Canada’s Office of the Superintendent of Financial Institutions (OSFI) in September 2018 issued a revised corporate governance guideline that was more principles-based and contained fewer prescriptive elements. In doing so, OSFI granted boards at financial services firms greater discretion over how they meet its corporate governance expectations.
Royal Bank of Canada’s (RBC) corporate secretariat and the corporate and oversight functions used this increased flexibility to improve the board’s oversight of strategy and RBC’s corporate governance practices. The secretariat went back to the drawing board and reviewed what is required of the board and each committee, according to Martin-Pierre Boulianne, senior legal counsel, special governance adviser and assistant secretary. The team interviewed committee chairs and other board members to find out what they would like to improve.
A key resulting improvement was enhanced board and committee effectiveness via meetings, forward agendas and materials. This was done in part by looking at what actions could be taken ahead of meetings to avoid spending time on unnecessary discussions. The team also looked at the documents that management gives to board members to focus them on key information. The aim was to avoid meetings involving repetition of what is in those materials and instead make strides toward constructive discussions, Boulianne explains. Despite great progress having been made, he describes the review as a continuing effort, noting that there is always a way to improve a board’s effectiveness and efficiency.

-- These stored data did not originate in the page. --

//! Page request and pagination metadata primitives.
//!
//! Listing endpoints accept an optional `page`/`limit` pair, translate it into
//! a [`PageRequest`] and report the outcome as [`Pagination`] metadata next to
//! the returned items. Page numbers are one-based.

use serde::{Deserialize, Serialize};
use thiserror::Error;

/// Page number used when the caller does not provide one.
pub const DEFAULT_PAGE: u32 = 1;
/// Page size used when the caller does not provide one.
pub const DEFAULT_LIMIT: u32 = 20;
/// Largest page size a caller may request.
pub const MAX_LIMIT: u32 = 100;

/// Errors raised when constructing a page request strictly.
#[derive(Debug, Clone, Copy, PartialEq, Eq, Error)]
pub enum PaginationError {
    /// Page numbers start at one.
    #[error("page must be at least 1")]
    ZeroPage,
    /// Limit must lie within `1..=MAX_LIMIT`.
    #[error("limit must be between 1 and {max}, got {limit}")]
    LimitOutOfRange {
        /// Limit supplied by the caller.
        limit: u32,
        /// Largest accepted limit.
        max: u32,
    },
}

/// A validated one-based page selection.
///
/// # Examples
/// ```
/// use pagination::PageRequest;
///
/// let request = PageRequest::new(3, 10).expect("valid page");
/// assert_eq!(request.offset(), 20);
/// ```
#[derive(Debug, Clone, Copy, PartialEq, Eq, Hash, Serialize, Deserialize)]
pub struct PageRequest {
    page: u32,
    limit: u32,
}

impl PageRequest {
    /// Validate a page selection.
    ///
    /// # Errors
    ///
    /// Returns [`PaginationError`] when `page` is zero or `limit` falls outside
    /// `1..=MAX_LIMIT`.
    pub const fn new(page: u32, limit: u32) -> Result<Self, PaginationError> {
        if page == 0 {
            return Err(PaginationError::ZeroPage);
        }
        if limit == 0 || limit > MAX_LIMIT {
            return Err(PaginationError::LimitOutOfRange {
                limit,
                max: MAX_LIMIT,
            });
        }
        Ok(Self { page, limit })
    }

    /// Build a page selection from optional query parameters.
    ///
    /// Missing values fall back to the defaults, a zero page becomes the first
    /// page and the limit is clamped into `1..=MAX_LIMIT`.
    #[must_use]
    pub fn from_query(page: Option<u32>, limit: Option<u32>) -> Self {
        let page = page.unwrap_or(DEFAULT_PAGE).max(1);
        let limit = limit.unwrap_or(DEFAULT_LIMIT).clamp(1, MAX_LIMIT);
        Self { page, limit }
    }

    /// One-based page number.
    #[must_use]
    pub const fn page(&self) -> u32 {
        self.page
    }

    /// Maximum number of items on the page.
    #[must_use]
    pub const fn limit(&self) -> u32 {
        self.limit
    }

    /// Number of items to skip before the page starts.
    #[must_use]
    pub const fn offset(&self) -> u64 {
        (self.page as u64 - 1).saturating_mul(self.limit as u64)
    }
}

impl Default for PageRequest {
    fn default() -> Self {
        Self {
            page: DEFAULT_PAGE,
            limit: DEFAULT_LIMIT,
        }
    }
}

/// Pagination metadata reported alongside a page of items.
#[derive(Debug, Clone, Copy, PartialEq, Eq, Serialize, Deserialize)]
pub struct Pagination {
    page: u32,
    limit: u32,
    total: u64,
    total_pages: u64,
}

impl Pagination {
    /// Describe `request` against a collection holding `total` items.
    ///
    /// # Examples
    /// ```
    /// use pagination::{PageRequest, Pagination};
    ///
    /// let meta = Pagination::new(PageRequest::default(), 41);
    /// assert_eq!(meta.total_pages(), 3);
    /// ```
    #[must_use]
    pub const fn new(request: PageRequest, total: u64) -> Self {
        Self {
            page: request.page,
            limit: request.limit,
            total,
            total_pages: total.div_ceil(request.limit as u64),
        }
    }

    /// One-based page number.
    #[must_use]
    pub const fn page(&self) -> u32 {
        self.page
    }

    /// Page size used for the query.
    #[must_use]
    pub const fn limit(&self) -> u32 {
        self.limit
    }

    /// Total number of items across all pages.
    #[must_use]
    pub const fn total(&self) -> u64 {
        self.total
    }

    /// Number of pages needed to cover `total` items.
    #[must_use]
    pub const fn total_pages(&self) -> u64 {
        self.total_pages
    }
}

/// A page of items with its pagination metadata.
#[derive(Debug, Clone, PartialEq, Eq)]
pub struct Page<T> {
    items: Vec<T>,
    pagination: Pagination,
}

impl<T> Page<T> {
    /// Wrap items loaded for `request` from a collection of `total` items.
    #[must_use]
    pub const fn new(items: Vec<T>, request: PageRequest, total: u64) -> Self {
        Self {
            items,
            pagination: Pagination::new(request, total),
        }
    }

    /// Items on this page.
    #[must_use]
    pub fn items(&self) -> &[T] {
        &self.items
    }

    /// Pagination metadata for this page.
    #[must_use]
    pub const fn pagination(&self) -> Pagination {
        self.pagination
    }

    /// Convert every item while keeping the metadata.
    #[must_use]
    pub fn map<U>(self, f: impl FnMut(T) -> U) -> Page<U> {
        Page {
            items: self.items.into_iter().map(f).collect(),
            pagination: self.pagination,
        }
    }

    /// Split the page into its items and metadata.
    #[must_use]
    pub fn into_parts(self) -> (Vec<T>, Pagination) {
        (self.items, self.pagination)
    }
}
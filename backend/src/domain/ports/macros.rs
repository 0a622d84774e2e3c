//! Error enums for the outbound ports.
//!
//! Every port (stock ledger, request log, user repository, credentials)
//! reports failures through its own enum so a use case can tell a lost
//! connection from a failed statement and pick the right status code. The
//! enums only differ in variants and messages, so they are generated here
//! together with one snake_case constructor per variant.

/// Declare a port error enum.
///
/// Each `Variant { field: Type } => "message"` line becomes a `thiserror`
/// variant plus a `variant(field: impl Into<Type>)` constructor, so adapters
/// can write `RequestLogError::query(err.to_string())`:
///
/// ```ignore
/// define_port_error! {
///     /// Errors raised by stock ledger adapters.
///     pub enum StockLedgerError {
///         /// Pool checkout or connection failure.
///         Connection { message: String } => "stock ledger connection failed: {message}",
///     }
/// }
/// ```
macro_rules! define_port_error {
    (@ctor $variant:ident) => {
        ::paste::paste! {
            #[doc = concat!("Build [`Self::", stringify!($variant), "`].")]
            #[must_use]
            pub fn [<$variant:snake>]() -> Self {
                Self::$variant
            }
        }
    };

    (@ctor $variant:ident { $($field:ident : $ty:ty),* $(,)? }) => {
        define_port_error!(@ctor_impl $variant () () $( $field : $ty, )*);
    };

    (@ctor_impl $variant:ident ($($params:tt)*) ($($inits:tt)*) ) => {
        ::paste::paste! {
            #[doc = concat!("Build [`Self::", stringify!($variant), "`].")]
            #[must_use]
            pub fn [<$variant:snake>]($($params)*) -> Self {
                Self::$variant { $($inits)* }
            }
        }
    };

    (@ctor_impl $variant:ident ($($params:tt)*) ($($inits:tt)*) $field:ident : $ty:ty, $($rest:tt)*) => {
        define_port_error!(
            @ctor_impl
            $variant
            ($($params)* $field: impl Into<$ty>,)
            ($($inits)* $field: $field.into(),)
            $($rest)*
        );
    };
    (
        $(#[$outer:meta])*
        pub enum $name:ident {
            $(
                $(#[$variant_meta:meta])*
                $variant:ident $( { $($field:ident : $ty:ty),* $(,)? } )? => $message:expr
            ),* $(,)?
        }
    ) => {
        $(#[$outer])*
        #[derive(Debug, Clone, PartialEq, Eq, thiserror::Error)]
        pub enum $name {
            $(
                $(#[$variant_meta])*
                #[error($message)]
                $variant $( { $($field : $ty),* } )?,
            )*
        }

        impl $name {
            $(
                define_port_error!(@ctor $variant $( { $($field : $ty),* } )?);
            )*
        }
    };
}

pub(crate) use define_port_error;
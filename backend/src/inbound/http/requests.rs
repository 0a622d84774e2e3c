//! Request lifecycle HTTP handlers.
//!
//! ```text
//! POST /foods/request/{id}          {"quantity": 2}
//! GET  /my-foods/request
//! GET  /my-foods/request/{id}
//! POST /my-foods/request/action     {"id_request": "...", "action": "accept"}
//! ```

use actix_web::{HttpResponse, get, post, web};
use serde::{Deserialize, Serialize};
use utoipa::ToSchema;
use uuid::Uuid;

use crate::domain::messages::{errors, events};
use crate::domain::ports::{
    CreateRequestInput, ListRequestsForFoodInput, ListRequestsForUserInput, RequestActionInput,
};
use crate::domain::{RequestDraft, ResponseEnvelope};

use super::auth::Actor;
use super::error::reply;
use super::language::RequestLanguage;
use super::state::HttpState;
use super::validation::{PageQuery, malformed_body, page_request, parse_id, resolve_parsed};

/// Owner decision on a pending request.
#[derive(Debug, Clone, Deserialize, Serialize, ToSchema)]
pub struct RequestActionBody {
    /// Pending request to resolve.
    pub id_request: Uuid,
    /// `accept` or `reject`.
    pub action: String,
}

/// Accept or reject a pending request on one of the caller's foods.
#[utoipa::path(
    post,
    path = "/my-foods/request/action",
    request_body = RequestActionBody,
    responses(
        (status = 200, description = "Request resolved", body = ResponseEnvelope),
        (status = 401, description = "Missing or invalid token", body = ResponseEnvelope),
        (status = 403, description = "Caller does not own the food", body = ResponseEnvelope),
        (status = 422, description = "Invalid action, insufficient stock or already resolved", body = ResponseEnvelope),
        (status = 500, description = "Persistence failure", body = ResponseEnvelope)
    ),
    tags = ["requests"],
    operation_id = "requestAction"
)]
#[post("/my-foods/request/action")]
pub async fn request_action(
    state: web::Data<HttpState>,
    actor: Actor,
    language: RequestLanguage,
    payload: Result<web::Json<RequestActionBody>, actix_web::Error>,
) -> HttpResponse {
    let input = payload
        .map(|body| {
            let RequestActionBody { id_request, action } = body.into_inner();
            RequestActionInput {
                actor: actor.id_user(),
                id_request,
                action,
            }
        })
        .map_err(|err| malformed_body(events::REQUEST_ACTION, errors::CREATE_REQUEST_ERROR, &err));
    let envelope =
        resolve_parsed(state.requests.action.as_ref(), events::REQUEST_ACTION, input).await;
    reply(envelope, &state.catalog, language.as_str())
}

/// Ask for part of a food.
#[utoipa::path(
    post,
    path = "/foods/request/{id}",
    params(("id" = Uuid, Path, description = "Food identifier")),
    request_body = RequestDraft,
    responses(
        (status = 201, description = "Request stored as pending", body = ResponseEnvelope),
        (status = 400, description = "Food not found", body = ResponseEnvelope),
        (status = 401, description = "Missing or invalid token", body = ResponseEnvelope),
        (status = 422, description = "Invalid quantity or not enough stock", body = ResponseEnvelope)
    ),
    tags = ["requests"],
    operation_id = "createRequest"
)]
#[post("/foods/request/{id}")]
pub async fn create_request(
    state: web::Data<HttpState>,
    actor: Actor,
    language: RequestLanguage,
    path: web::Path<String>,
    payload: Result<web::Json<RequestDraft>, actix_web::Error>,
) -> HttpResponse {
    let input = parse_id(events::CREATE_REQUEST, &path).and_then(|id_food| {
        let draft = payload.map_err(|err| {
            malformed_body(events::CREATE_REQUEST, errors::CREATE_REQUEST_ERROR, &err)
        })?;
        Ok(CreateRequestInput {
            actor: actor.id_user(),
            id_food,
            draft: draft.into_inner(),
        })
    });
    let envelope =
        resolve_parsed(state.requests.create.as_ref(), events::CREATE_REQUEST, input).await;
    reply(envelope, &state.catalog, language.as_str())
}

/// List requests made against one of the caller's foods.
#[utoipa::path(
    get,
    path = "/my-foods/request/{id}",
    params(("id" = Uuid, Path, description = "Food identifier"), PageQuery),
    responses(
        (status = 200, description = "Requests for the food", body = ResponseEnvelope),
        (status = 403, description = "Caller does not own the food", body = ResponseEnvelope),
        (status = 404, description = "Food not found", body = ResponseEnvelope)
    ),
    tags = ["requests"],
    operation_id = "listRequestsForFood"
)]
#[get("/my-foods/request/{id}")]
pub async fn list_requests_for_food(
    state: web::Data<HttpState>,
    actor: Actor,
    language: RequestLanguage,
    path: web::Path<String>,
    query: Result<web::Query<PageQuery>, actix_web::Error>,
) -> HttpResponse {
    let event = events::LIST_REQUESTS_FOOD;
    let input = parse_id(event, &path).and_then(|id_food| {
        Ok(ListRequestsForFoodInput {
            actor: actor.id_user(),
            id_food,
            page: page_request(event, query)?,
        })
    });
    let envelope = resolve_parsed(state.requests.list_for_food.as_ref(), event, input).await;
    reply(envelope, &state.catalog, language.as_str())
}

/// List the caller's own requests.
#[utoipa::path(
    get,
    path = "/my-foods/request",
    params(PageQuery),
    responses(
        (status = 200, description = "Caller's requests", body = ResponseEnvelope),
        (status = 401, description = "Missing or invalid token", body = ResponseEnvelope)
    ),
    tags = ["requests"],
    operation_id = "listMyRequests"
)]
#[get("/my-foods/request")]
pub async fn list_requests_for_user(
    state: web::Data<HttpState>,
    actor: Actor,
    language: RequestLanguage,
    query: Result<web::Query<PageQuery>, actix_web::Error>,
) -> HttpResponse {
    let event = events::LIST_REQUESTS_USER;
    let input = page_request(event, query).map(|page| ListRequestsForUserInput {
        actor: actor.id_user(),
        page,
    });
    let envelope = resolve_parsed(state.requests.list_for_user.as_ref(), event, input).await;
    reply(envelope, &state.catalog, language.as_str())
}

#[cfg(test)]
#[path = "requests_tests.rs"]
mod tests;
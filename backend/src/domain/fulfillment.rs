//! Request fulfillment: an owner accepts or rejects a pending request.
//!
//! The coordinator loads the pending request joined with its food, checks
//! ownership, checks stock for accepts, and then asks the [`RequestLog`] to
//! perform the transition. Accepting flips the status and decrements stock
//! in one transaction; rejecting is a single conditional update.
//!
//! The pending read and the transition are separate round trips, so the
//! transition itself re-checks that the request is still pending. A request
//! resolved by someone else in between is reported as already done, exactly
//! like a request that was never pending.

use std::sync::Arc;

use async_trait::async_trait;
use mockable::Clock;
use tracing::{info, warn};
use uuid::Uuid;

use crate::domain::error_chain::{ErrorChain, ErrorEvent, FieldError, codes};
use crate::domain::messages::{errors, events, keys};
use crate::domain::ports::{RequestActionInput, RequestLog, RequestLogError, StatusUpdate, UseCase};
use crate::domain::{RequestAction, RequestWithFood, ResponseEnvelope, settle};

const ACCEPT_REQUEST: &str = "accept_request";
const REJECT_REQUEST: &str = "reject_request";

fn map_request_log_error(event: &str, error: &RequestLogError) -> ErrorChain {
    ErrorEvent::new(event)
        .with_code(codes::INTERNAL_SERVER_ERROR)
        .wrap(error.to_string())
}

fn already_done(event: &str) -> ErrorChain {
    ErrorEvent::new(event)
        .with_code(codes::UNPROCESSABLE_ENTITY)
        .wrap(errors::ACTION_ALREADY_DONE)
}

/// Wrap a lower frame with the coordinator's own event.
fn request_action_frame(message: &str, inner: ErrorChain) -> ErrorChain {
    ErrorEvent::new(events::REQUEST_ACTION)
        .with_message(message)
        .wrap(inner)
}

/// Coordinator implementing the `request_action` use case.
#[derive(Clone)]
pub struct FulfillmentCoordinator<L> {
    request_log: Arc<L>,
    clock: Arc<dyn Clock>,
}

impl<L> FulfillmentCoordinator<L> {
    /// Create a coordinator over a request log.
    pub fn new(request_log: Arc<L>, clock: Arc<dyn Clock>) -> Self {
        Self { request_log, clock }
    }
}

impl<L> FulfillmentCoordinator<L>
where
    L: RequestLog,
{
    async fn load_pending(&self, id_request: &Uuid) -> Result<RequestWithFood, ErrorChain> {
        let found = self
            .request_log
            .find_pending_with_food(id_request)
            .await
            .map_err(|err| {
                request_action_frame(
                    errors::ACTION_REQUEST_ERROR,
                    map_request_log_error(events::GET_PENDING_REQUEST, &err),
                )
            })?;
        found.ok_or_else(|| {
            request_action_frame(
                errors::ACTION_REQUEST_ERROR,
                already_done(events::GET_PENDING_REQUEST),
            )
        })
    }

    async fn reject(&self, pending: &RequestWithFood) -> Result<ResponseEnvelope, ErrorChain> {
        let outcome = self
            .request_log
            .reject(&pending.id_request, self.clock.utc())
            .await
            .map_err(|err| {
                let inner = ErrorEvent::new(REJECT_REQUEST)
                    .with_code(codes::UNPROCESSABLE_ENTITY)
                    .wrap(err.to_string());
                request_action_frame(errors::ACTION_NOT_VALID, inner)
            })?;
        match outcome {
            StatusUpdate::Applied => {
                info!(id_request = %pending.id_request, "request rejected");
                Ok(ResponseEnvelope::success(events::REQUEST_ACTION, codes::OK, None)
                    .with_message_key(keys::REQUEST_ACTION_SUCCESS))
            }
            StatusUpdate::AlreadyResolved => {
                warn!(id_request = %pending.id_request, "request resolved concurrently");
                Err(request_action_frame(
                    errors::ACTION_REQUEST_ERROR,
                    already_done(REJECT_REQUEST),
                ))
            }
        }
    }

    async fn accept(&self, pending: &RequestWithFood) -> Result<ResponseEnvelope, ErrorChain> {
        if !pending.stock_covers_request() {
            return Err(ErrorEvent::new(events::REQUEST_ACTION)
                .with_code(codes::UNPROCESSABLE_ENTITY)
                .wrap(errors::NOT_ENOUGH_QUANTITY));
        }

        let outcome = self
            .request_log
            .accept(&pending.id_request, self.clock.utc())
            .await
            .map_err(|err| {
                let message = match err {
                    RequestLogError::StockUpdate { .. } => errors::UPDATE_FOOD_ERROR,
                    RequestLogError::Connection { .. } | RequestLogError::Query { .. } => {
                        errors::ACTION_REQUEST_ERROR
                    }
                };
                request_action_frame(message, map_request_log_error(ACCEPT_REQUEST, &err))
            })?;
        match outcome {
            StatusUpdate::Applied => {
                info!(
                    id_request = %pending.id_request,
                    id_food = %pending.id_food,
                    quantity = pending.quantity,
                    "request accepted"
                );
                Ok(
                    ResponseEnvelope::success_with(events::REQUEST_ACTION, codes::OK, pending)
                        .with_message_key(keys::REQUEST_ACTION_SUCCESS),
                )
            }
            StatusUpdate::AlreadyResolved => {
                warn!(id_request = %pending.id_request, "request resolved concurrently");
                Err(request_action_frame(
                    errors::ACTION_REQUEST_ERROR,
                    already_done(ACCEPT_REQUEST),
                ))
            }
        }
    }

    async fn fulfil(&self, input: RequestActionInput) -> Result<ResponseEnvelope, ErrorChain> {
        let action: RequestAction = input.action.parse().map_err(|_| {
            ErrorEvent::new(events::REQUEST_ACTION)
                .with_code(codes::UNPROCESSABLE_ENTITY)
                .wrap(FieldError::new("action", errors::ACTION_NOT_VALID))
        })?;

        let pending = self.load_pending(&input.id_request).await?;

        if !pending.is_owned_by(input.actor) {
            warn!(
                id_request = %input.id_request,
                actor = %input.actor,
                "request action by non-owner"
            );
            return Err(ErrorEvent::new(events::REQUEST_ACTION)
                .with_code(codes::FORBIDDEN)
                .with_message(errors::ID_NOT_VALID)
                .wrap(errors::FORBIDDEN));
        }

        match action {
            RequestAction::Reject => self.reject(&pending).await,
            RequestAction::Accept => self.accept(&pending).await,
        }
    }
}

#[async_trait]
impl<L> UseCase<RequestActionInput> for FulfillmentCoordinator<L>
where
    L: RequestLog,
{
    async fn resolve(&self, input: RequestActionInput) -> ResponseEnvelope {
        settle(events::REQUEST_ACTION, self.fulfil(input).await)
    }
}

#[cfg(test)]
#[path = "fulfillment_tests.rs"]
mod tests;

Another improvement under the review has been to increase directors’ focus on key issues such as strategy, risk and talent. The governance committee has also continued to improve board and committee reporting on conduct and culture matters. The aim is to proactively monitor emerging trends and best practices ‘to help refine a holistic approach to overseeing these critical issues,’ the company points out.
Over the past year, the board has overseen improvements in RBC’s approach to climate change. These include: creating an enterprise climate-change strategy; improving the bank’s capabilities in climate risk-management by conducting portfolio, client and scenario analysis and ramping up the bank’s capacity, data and analytics to assess risks; enhancing climate-related disclosures to bring them closer in line with the Task Force on Climate-related Financial Disclosures’ recommendations by integrating them into the annual report and RBC’s ESG performance report and public accountability statement. The governance committee also recruited a third-party consultant to help identify skills and experiences needed on the board to support RBC’s future strategic objectives and review the board matrix to ensure it focuses on talent the board will need.
In addition, RBC undertook a major revamp of its proxy circular. The changes include structural, drafting and design updates intended to engage institutional investors and enhance the circular’s accessibility to retail investors. Boulianne explains that the process included talking to people at RBC to review the entire text of the proxy and reframe it with plain language using simplified text, shorter sentences and less technical language. He notes that there was also an increased use of graphics, tables and workflows to take the burden off the text. ‘We got some positive feedback from shareholders,’ he says.
RBC takes a proactive and broad approach to shareholder engagement, which it says leads to constructive exchanges and often helps clarify the goals of governance advocates who submit shareholder proposals. This approach has led to the withdrawal of 64 shareholder proposals by their proponents over the past nine years, the bank says.